■ Task prompt ■
Set down, please, exactly the lines below that run from the line with "synchronously before exit." to the line with "signal-handling crate the", both lines included.

■ Dataset excerpts ■
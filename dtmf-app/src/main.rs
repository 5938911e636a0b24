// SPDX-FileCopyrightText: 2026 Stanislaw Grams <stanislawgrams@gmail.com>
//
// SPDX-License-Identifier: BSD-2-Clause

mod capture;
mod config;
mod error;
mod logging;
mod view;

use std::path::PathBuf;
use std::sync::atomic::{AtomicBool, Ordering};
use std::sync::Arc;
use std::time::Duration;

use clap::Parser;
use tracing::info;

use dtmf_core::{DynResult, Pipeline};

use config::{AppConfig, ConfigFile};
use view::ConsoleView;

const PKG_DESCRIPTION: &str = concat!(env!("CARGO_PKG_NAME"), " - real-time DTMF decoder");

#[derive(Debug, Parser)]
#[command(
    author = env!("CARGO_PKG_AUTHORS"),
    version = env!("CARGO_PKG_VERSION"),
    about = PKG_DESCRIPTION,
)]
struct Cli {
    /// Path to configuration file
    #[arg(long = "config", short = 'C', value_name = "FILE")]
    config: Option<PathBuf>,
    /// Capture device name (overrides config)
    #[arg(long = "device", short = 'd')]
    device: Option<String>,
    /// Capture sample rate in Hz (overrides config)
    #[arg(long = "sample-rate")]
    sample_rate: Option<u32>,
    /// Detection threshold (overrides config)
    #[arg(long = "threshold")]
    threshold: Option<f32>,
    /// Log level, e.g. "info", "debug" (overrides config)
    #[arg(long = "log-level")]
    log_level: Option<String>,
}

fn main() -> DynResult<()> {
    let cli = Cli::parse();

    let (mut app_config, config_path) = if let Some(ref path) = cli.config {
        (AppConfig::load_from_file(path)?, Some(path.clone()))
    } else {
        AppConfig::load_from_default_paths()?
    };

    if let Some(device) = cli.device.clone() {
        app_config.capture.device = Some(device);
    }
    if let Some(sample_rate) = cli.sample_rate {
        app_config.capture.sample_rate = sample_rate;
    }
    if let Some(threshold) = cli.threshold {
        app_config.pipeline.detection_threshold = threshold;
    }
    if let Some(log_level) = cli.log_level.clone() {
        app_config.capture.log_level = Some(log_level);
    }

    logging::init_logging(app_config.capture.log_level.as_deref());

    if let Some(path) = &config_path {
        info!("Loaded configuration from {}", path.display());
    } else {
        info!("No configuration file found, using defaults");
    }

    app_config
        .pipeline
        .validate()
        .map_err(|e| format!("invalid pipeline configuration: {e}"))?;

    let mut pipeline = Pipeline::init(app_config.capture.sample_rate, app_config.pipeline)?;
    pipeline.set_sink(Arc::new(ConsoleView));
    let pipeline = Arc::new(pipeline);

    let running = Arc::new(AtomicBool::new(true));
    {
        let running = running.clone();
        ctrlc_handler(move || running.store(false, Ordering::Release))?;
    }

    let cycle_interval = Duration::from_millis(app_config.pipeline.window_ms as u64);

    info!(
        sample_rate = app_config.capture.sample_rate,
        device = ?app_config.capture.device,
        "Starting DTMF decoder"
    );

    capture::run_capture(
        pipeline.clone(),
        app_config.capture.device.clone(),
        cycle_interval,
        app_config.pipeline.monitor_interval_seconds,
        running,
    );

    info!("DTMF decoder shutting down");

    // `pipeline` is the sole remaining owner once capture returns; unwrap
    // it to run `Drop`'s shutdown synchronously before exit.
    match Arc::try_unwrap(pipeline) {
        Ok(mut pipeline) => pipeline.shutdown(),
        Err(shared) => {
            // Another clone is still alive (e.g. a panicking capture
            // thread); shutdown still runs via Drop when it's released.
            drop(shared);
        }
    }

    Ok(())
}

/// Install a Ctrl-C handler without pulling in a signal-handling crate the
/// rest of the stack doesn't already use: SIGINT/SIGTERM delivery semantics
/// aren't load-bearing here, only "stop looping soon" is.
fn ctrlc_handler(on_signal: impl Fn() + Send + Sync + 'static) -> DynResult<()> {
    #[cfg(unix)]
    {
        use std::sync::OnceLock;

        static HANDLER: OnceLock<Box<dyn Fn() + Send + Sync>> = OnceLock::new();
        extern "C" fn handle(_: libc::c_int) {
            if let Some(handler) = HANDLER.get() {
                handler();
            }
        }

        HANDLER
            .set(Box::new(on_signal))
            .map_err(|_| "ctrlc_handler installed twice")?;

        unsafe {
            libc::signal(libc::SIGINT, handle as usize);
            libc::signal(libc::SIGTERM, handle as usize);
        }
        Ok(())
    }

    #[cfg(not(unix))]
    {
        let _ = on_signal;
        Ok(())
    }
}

--

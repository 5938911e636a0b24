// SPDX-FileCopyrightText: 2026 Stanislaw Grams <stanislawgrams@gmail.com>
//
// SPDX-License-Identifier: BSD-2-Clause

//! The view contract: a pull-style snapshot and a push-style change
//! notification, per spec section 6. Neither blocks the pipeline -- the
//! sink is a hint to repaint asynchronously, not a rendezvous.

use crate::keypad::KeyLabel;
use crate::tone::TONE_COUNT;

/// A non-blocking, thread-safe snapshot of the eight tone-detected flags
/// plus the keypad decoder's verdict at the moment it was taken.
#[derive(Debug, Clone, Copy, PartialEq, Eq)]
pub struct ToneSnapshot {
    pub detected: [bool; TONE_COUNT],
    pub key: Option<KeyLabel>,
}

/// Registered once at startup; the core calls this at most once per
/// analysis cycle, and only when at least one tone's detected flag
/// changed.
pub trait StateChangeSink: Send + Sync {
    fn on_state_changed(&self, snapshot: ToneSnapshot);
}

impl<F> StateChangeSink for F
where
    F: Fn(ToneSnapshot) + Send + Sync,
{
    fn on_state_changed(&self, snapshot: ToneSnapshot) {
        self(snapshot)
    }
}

■ Result of the task ■
    // it to run `Drop`'s shutdown synchronously before exit.
    match Arc::try_unwrap(pipeline) {
        Ok(mut pipeline) => pipeline.shutdown(),
        Err(shared) => {
            // Another clone is still alive (e.g. a panicking capture
            // thread); shutdown still runs via Drop when it's released.
            drop(shared);
        }
    }

    Ok(())
}

/// Install a Ctrl-C handler without pulling in a signal-handling crate the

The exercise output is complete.